Thomas, Daniel Rh; Fina, Laia Homar; Adamson, James P; Sawyer, Clare; Jones, Angela; Nnoaham, Kelechi; Barrasa, Alicia; Shankar, A Giri; Williams, Chris J.
  • Thomas DR; Communicable Disease Surveillance Centre, Public Health Wales, Cardiff, Wales, UK.
  • Fina LH; Communicable Disease Surveillance Centre, Public Health Wales, Cardiff, Wales, UK.
  • Adamson JP; Communicable Disease Surveillance Centre, Public Health Wales, Cardiff, Wales, UK.
  • Sawyer C; UK Field Epidemiology Training Programme, UK Health security Agency, London, UK.
  • Jones A; Communicable Disease Surveillance Centre, Public Health Wales, Cardiff, Wales, UK.
  • Nnoaham K; UK Field Epidemiology Training Programme, UK Health security Agency, London, UK.
  • Barrasa A; Executive Team, Cwm Taf Morgannwg University Health Board, Abercynon, Rhondda Cynon Taf, Wales, UK.
  • Shankar AG; Executive Team, Cwm Taf Morgannwg University Health Board, Abercynon, Rhondda Cynon Taf, Wales, UK.
  • Williams CJ; UK Field Epidemiology Training Programme, UK Health security Agency, London, UK.
Epidemiol Infect ; 150: e115, 2022 05 10.

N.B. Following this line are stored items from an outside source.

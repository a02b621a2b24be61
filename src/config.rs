use anyhow::{Context, Result};
use std::{
    collections::HashMap,
    env, fs,
    path::{Path, PathBuf},
    time::Duration,
};

use crate::error::ConfigError;
use crate::executor::{DEFAULT_RETRY_BACKOFF, RetryPolicy};
use crate::layout::COOKIES_FILE;
use crate::model::{DEFAULT_MAX_RESOLUTION, DEFAULT_SUBTITLE_LANGUAGES};
use crate::ytdlp::DEFAULT_PROGRAM;

pub const DEFAULT_ENV_PATH: &str = ".env";

pub const SAVE_DIR_KEY: &str = "GORENDIR_SAVE_DIR";
pub const SUBTITLE_LANGS_KEY: &str = "GORENDIR_SUBTITLE_LANGS";
pub const MAX_RESOLUTION_KEY: &str = "GORENDIR_MAX_RESOLUTION";
pub const MEDIA_RETRIES_KEY: &str = "GORENDIR_MEDIA_RETRIES";
pub const RETRY_BACKOFF_KEY: &str = "GORENDIR_RETRY_BACKOFF_MS";
pub const YT_DLP_KEY: &str = "GORENDIR_YT_DLP";
pub const COOKIES_KEY: &str = "GORENDIR_COOKIES";

#[derive(Debug, Clone, PartialEq, Eq)]
pub struct Settings {
    pub save_directory: PathBuf,
    pub subtitle_languages: Vec<String>,
    pub max_resolution: u32,
    pub media_retries: u32,
    pub retry_backoff: Duration,
    pub yt_dlp: PathBuf,
    pub cookies: Option<PathBuf>,
}

impl Settings {
    pub fn retry_policy(&self) -> RetryPolicy {
        RetryPolicy::new(self.media_retries, self.retry_backoff)
    }
}

/// Values supplied on the command line. They win over everything else.
#[derive(Debug, Clone, Default)]
pub struct SettingsOverrides {
    pub save_directory: Option<PathBuf>,
    pub subtitle_languages: Option<Vec<String>>,
    pub max_resolution: Option<u32>,
    pub media_retries: Option<u32>,
    pub yt_dlp: Option<PathBuf>,
    pub cookies: Option<PathBuf>,
    pub env_path: Option<PathBuf>,
}

pub fn load_settings() -> Result<Settings> {
    resolve_settings(SettingsOverrides::default())
}

/// Merges overrides, the process environment, the `.env` file and defaults,
/// in that order of precedence.
pub fn resolve_settings(overrides: SettingsOverrides) -> Result<Settings> {
    let env_path = overrides
        .env_path
        .clone()
        .unwrap_or_else(|| PathBuf::from(DEFAULT_ENV_PATH));
    let file_vars = read_env_file(&env_path)?;
    build_settings(&file_vars, env_var_string, overrides)
}

fn build_settings(
    file_vars: &HashMap<String, String>,
    env_lookup: impl Fn(&str) -> Option<String>,
    overrides: SettingsOverrides,
) -> Result<Settings> {
    let lookup = |key: &str| lookup_value(key, file_vars, &env_lookup);

    let save_directory = overrides
        .save_directory
        .filter(|path| !path.as_os_str().is_empty())
        .or_else(|| lookup(SAVE_DIR_KEY).map(PathBuf::from))
        .ok_or(ConfigError::EmptySaveDirectory)
        .with_context(|| format!("set {SAVE_DIR_KEY} or pass --save-dir"))?;

    let subtitle_languages = overrides
        .subtitle_languages
        .map(|languages| normalize_languages(languages.iter().map(String::as_str)))
        .filter(|languages| !languages.is_empty())
        .or_else(|| {
            lookup(SUBTITLE_LANGS_KEY)
                .map(|value| normalize_languages(value.split(',')))
                .filter(|languages| !languages.is_empty())
        })
        .unwrap_or_else(default_languages);

    let max_resolution = overrides
        .max_resolution
        .filter(|value| *value > 0)
        .or_else(|| parse_number::<u32>(lookup(MAX_RESOLUTION_KEY)).filter(|value| *value > 0))
        .unwrap_or(DEFAULT_MAX_RESOLUTION);

    let media_retries = overrides
        .media_retries
        .or_else(|| parse_number::<u32>(lookup(MEDIA_RETRIES_KEY)))
        .unwrap_or(0);

    let retry_backoff = parse_number::<u64>(lookup(RETRY_BACKOFF_KEY))
        .map(Duration::from_millis)
        .unwrap_or(DEFAULT_RETRY_BACKOFF);

    let yt_dlp = overrides
        .yt_dlp
        .or_else(|| lookup(YT_DLP_KEY).map(PathBuf::from))
        .unwrap_or_else(|| PathBuf::from(DEFAULT_PROGRAM));

    let cookies = overrides
        .cookies
        .or_else(|| lookup(COOKIES_KEY).map(PathBuf::from))
        .or_else(|| {
            let candidate = save_directory.join(COOKIES_FILE);
            candidate.is_file().then_some(candidate)
        });

    Ok(Settings {
        save_directory,
        subtitle_languages,
        max_resolution,
        media_retries,
        retry_backoff,
        yt_dlp,
        cookies,
    })
}

fn default_languages() -> Vec<String> {
    DEFAULT_SUBTITLE_LANGUAGES
        .iter()
        .map(|language| language.to_string())
        .collect()
}

fn normalize_languages<'a>(values: impl Iterator<Item = &'a str>) -> Vec<String> {
    let mut languages: Vec<String> = Vec::new();
    for value in values {
        let value = value.trim();
        if !value.is_empty() && !languages.iter().any(|known| known == value) {
            languages.push(value.to_string());
        }
    }
    languages
}

fn parse_number<T: std::str::FromStr>(value: Option<String>) -> Option<T> {
    value.and_then(|value| value.trim().parse::<T>().ok())
}

/// Trimmed value, with blank treated as unset.
fn non_blank(value: &str) -> Option<String> {
    let value = value.trim();
    (!value.is_empty()).then(|| value.to_string())
}

fn env_var_string(key: &str) -> Option<String> {
    env::var(key).ok().as_deref().and_then(non_blank)
}

fn lookup_value(
    key: &str,
    file_vars: &HashMap<String, String>,
    env_lookup: &impl Fn(&str) -> Option<String>,
) -> Option<String> {
    env_lookup(key).or_else(|| file_vars.get(key).cloned())
}

/// One `KEY=value` line, or `None` for comments, blanks and malformed lines.
fn parse_env_line(line: &str) -> Option<(&str, String)> {
    let line = line.trim();
    if line.starts_with('#') {
        return None;
    }
    let line = line.strip_prefix("export ").unwrap_or(line);
    let (key, raw) = line.split_once('=')?;
    let key = key.trim();
    if key.is_empty() {
        return None;
    }
    let raw = raw.trim();
    let value = match raw.chars().next() {
        Some(quote @ ('"' | '\'')) => raw[1..].split(quote).next().unwrap_or_default(),
        Some('#') => "",
        _ => raw.split(" #").next().unwrap_or_default(),
    };
    non_blank(value).map(|value| (key, value))
}

/// Reads the settings file. Accepts `export`, single or double quotes and `#`
/// comments, including trailing ones after unquoted values. Blank values are
/// dropped so they fall through to the defaults. A missing file yields no
/// values.
pub fn read_env_file(path: &Path) -> Result<HashMap<String, String>> {
    if !path.exists() {
        return Ok(HashMap::new());
    }
    let content = fs::read_to_string(path)
        .with_context(|| format!("reading settings file {}", path.display()))?;
    Ok(content
        .lines()
        .filter_map(parse_env_line)
        .map(|(key, value)| (key.to_string(), value))
        .collect())
}

#[cfg(test)]
mod tests {
    use super::*;
    use std::io::Write;
    use tempfile::NamedTempFile;

    fn make_config(contents: &str) -> NamedTempFile {
        let mut file = NamedTempFile::new().unwrap();
        write!(file, "{}", contents).unwrap();
        file
    }

    fn settings_from(contents: &str) -> Settings {
        let cfg = make_config(contents);
        let vars = read_env_file(cfg.path()).unwrap();
        build_settings(&vars, |_| None, SettingsOverrides::default()).unwrap()
    }

    #[test]
    fn defaults_fill_everything_but_save_dir() {
        let settings = settings_from("GORENDIR_SAVE_DIR=\"/downloads\"\n");
        assert_eq!(settings.save_directory, PathBuf::from("/downloads"));
        assert_eq!(settings.subtitle_languages, vec!["az", "en", "fa", "tr"]);
        assert_eq!(settings.max_resolution, DEFAULT_MAX_RESOLUTION);
        assert_eq!(settings.media_retries, 0);
        assert_eq!(settings.retry_backoff, DEFAULT_RETRY_BACKOFF);
        assert_eq!(settings.yt_dlp, PathBuf::from("yt-dlp"));
        assert_eq!(settings.cookies, None);
    }

    #[test]
    fn missing_save_dir_is_a_config_error() {
        let err = build_settings(&HashMap::new(), |_| None, SettingsOverrides::default())
            .unwrap_err();
        assert!(matches!(
            err.downcast_ref::<ConfigError>(),
            Some(ConfigError::EmptySaveDirectory)
        ));
    }

    #[test]
    fn reads_every_key_from_file() {
        let settings = settings_from(
            "GORENDIR_SAVE_DIR=/d\nGORENDIR_SUBTITLE_LANGS=\" en, fa ,en,\"\nGORENDIR_MAX_RESOLUTION=720\n\
             GORENDIR_MEDIA_RETRIES=2\nGORENDIR_RETRY_BACKOFF_MS=50\nGORENDIR_YT_DLP=/opt/yt-dlp\n\
             GORENDIR_COOKIES=/secrets/cookies.txt\n",
        );
        assert_eq!(settings.subtitle_languages, vec!["en", "fa"]);
        assert_eq!(settings.max_resolution, 720);
        assert_eq!(settings.media_retries, 2);
        assert_eq!(settings.retry_backoff, Duration::from_millis(50));
        assert_eq!(settings.yt_dlp, PathBuf::from("/opt/yt-dlp"));
        assert_eq!(settings.cookies, Some(PathBuf::from("/secrets/cookies.txt")));
        assert_eq!(settings.retry_policy(), RetryPolicy::new(2, Duration::from_millis(50)));
    }

    #[test]
    fn unparsable_numbers_fall_back_to_defaults() {
        let settings = settings_from(
            "GORENDIR_SAVE_DIR=/d\nGORENDIR_MAX_RESOLUTION=hd\nGORENDIR_MEDIA_RETRIES=-1\nGORENDIR_SUBTITLE_LANGS=\" , \"\n",
        );
        assert_eq!(settings.max_resolution, DEFAULT_MAX_RESOLUTION);
        assert_eq!(settings.media_retries, 0);
        assert_eq!(settings.subtitle_languages.len(), 4);
    }

    #[test]
    fn env_wins_over_file() {
        let vars = read_env_file(
            make_config("GORENDIR_SAVE_DIR=\"/file\"\nGORENDIR_MAX_RESOLUTION=480\n").path(),
        )
        .unwrap();
        let settings = build_settings(
            &vars,
            |key| (key == SAVE_DIR_KEY).then(|| "/env".to_string()),
            SettingsOverrides::default(),
        )
        .unwrap();
        assert_eq!(settings.save_directory, PathBuf::from("/env"));
        assert_eq!(settings.max_resolution, 480);
    }

    #[test]
    fn overrides_win_over_env_and_file() {
        let mut vars = HashMap::new();
        vars.insert(SAVE_DIR_KEY.to_string(), "/file".to_string());
        vars.insert(SUBTITLE_LANGS_KEY.to_string(), "tr".to_string());
        vars.insert(MEDIA_RETRIES_KEY.to_string(), "4".to_string());

        let overrides = SettingsOverrides {
            save_directory: Some(PathBuf::from("/override")),
            subtitle_languages: Some(vec!["en".into()]),
            max_resolution: Some(360),
            media_retries: None,
            yt_dlp: Some(PathBuf::from("/bin/stub")),
            cookies: None,
            env_path: None,
        };
        let settings = build_settings(
            &vars,
            |key| (key == MEDIA_RETRIES_KEY).then(|| "1".to_string()),
            overrides,
        )
        .unwrap();

        assert_eq!(settings.save_directory, PathBuf::from("/override"));
        assert_eq!(settings.subtitle_languages, vec!["en"]);
        assert_eq!(settings.max_resolution, 360);
        assert_eq!(settings.media_retries, 1);
        assert_eq!(settings.yt_dlp, PathBuf::from("/bin/stub"));
    }

    #[test]
    fn cookies_default_to_save_dir_file_when_present() -> Result<()> {
        let dir = tempfile::tempdir()?;
        let save = dir.path().display().to_string();
        let vars = HashMap::from([(SAVE_DIR_KEY.to_string(), save)]);

        let settings = build_settings(&vars, |_| None, SettingsOverrides::default())?;
        assert_eq!(settings.cookies, None);

        fs::write(dir.path().join(COOKIES_FILE), "# Netscape HTTP Cookie File\n")?;
        let settings = build_settings(&vars, |_| None, SettingsOverrides::default())?;
        assert_eq!(settings.cookies, Some(dir.path().join(COOKIES_FILE)));
        Ok(())
    }

    #[test]
    fn read_env_file_handles_export_and_quotes() {
        let cfg = make_config(
            r#"
            export GORENDIR_SAVE_DIR="/media"
            GORENDIR_YT_DLP='/usr/local/bin/yt-dlp'
            GORENDIR_SUBTITLE_LANGS =  "en,fa"
            GORENDIR_MAX_RESOLUTION=720
            # comment
            INVALID_LINE
            "#,
        );
        let vars = read_env_file(cfg.path()).unwrap();
        assert_eq!(vars.get(SAVE_DIR_KEY).unwrap(), "/media");
        assert_eq!(vars.get(YT_DLP_KEY).unwrap(), "/usr/local/bin/yt-dlp");
        assert_eq!(vars.get(SUBTITLE_LANGS_KEY).unwrap(), "en,fa");
        assert_eq!(vars.get(MAX_RESOLUTION_KEY).unwrap(), "720");
        assert!(!vars.contains_key("INVALID_LINE"));
    }

    #[test]
    fn read_env_file_missing_file_returns_empty() {
        let dir = tempfile::tempdir().unwrap();
        let vars = read_env_file(&dir.path().join("missing.env")).unwrap();
        assert!(vars.is_empty());
    }

    #[test]
    fn trailing_comments_are_stripped_outside_quotes() {
        let cfg = make_config(
            "GORENDIR_MEDIA_RETRIES=3 # per item\nGORENDIR_COOKIES=\"/c/#1 .txt\" # quoted\nGORENDIR_YT_DLP= # unset\n",
        );
        let vars = read_env_file(cfg.path()).unwrap();
        assert_eq!(vars.get(MEDIA_RETRIES_KEY).unwrap(), "3");
        assert_eq!(vars.get(COOKIES_KEY).unwrap(), "/c/#1 .txt");
        assert!(!vars.contains_key(YT_DLP_KEY));
    }

    #[test]
    fn blank_file_values_count_as_unset() {
        let settings = settings_from("GORENDIR_SAVE_DIR=/d\nGORENDIR_YT_DLP=\"  \"\n");
        assert_eq!(settings.yt_dlp, PathBuf::from(DEFAULT_PROGRAM));
    }

    #[test]
    fn resolve_settings_reads_custom_env_path() -> Result<()> {
        let dir = tempfile::tempdir()?;
        let env_path = dir.path().join("custom.env");
        fs::write(&env_path, "GORENDIR_SAVE_DIR=/from-custom\n")?;
        let settings = resolve_settings(SettingsOverrides {
            save_directory: Some(PathBuf::from("/explicit")),
            env_path: Some(env_path),
            ..SettingsOverrides::default()
        })?;
        assert_eq!(settings.save_directory, PathBuf::from("/explicit"));
        Ok(())
    }
}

Article in English | MEDLINE | ID: covidwho-1900384
ABSTRACT
Between 21 November and 22 December 2020, a SARS-CoV-2 community testing pilot took place in the South Wales Valleys. We conducted a case-control study in adults taking part in the pilot using an anonymous online questionnaire. Social, demographic and behavioural factors were compared in people with a positive lateral flow test (cases) and a sample of negatives (controls). A total of 199 cases and 2621 controls completed a questionnaire (response rates 27.1 and 37.6% respectively). Following adjustment, cases were more likely to work in the hospitality sector (aOR 3.39, 95% CI 1.43-8.03), social care (aOR 2.63, 1.22-5.67) or healthcare (aOR 2.31, 1.29-4.13), live with someone self-isolating due to contact with a case (aOR 3.07, 2.03-4.62), visit a pub (aOR 2.87, 1.11-7.37) and smoke or vape (aOR 1.54, 1.02-2.32). In this community, and at this point in the epidemic, reducing transmission from a household contact who is self-isolating would have the biggest public health impact (population-attributable fraction 0.2). As restrictions on social mixing are relaxed, hospitality venues will become of greater public health importance, and those working in this sector should be adequately protected. Smoking or vaping may be an important modifiable risk factor.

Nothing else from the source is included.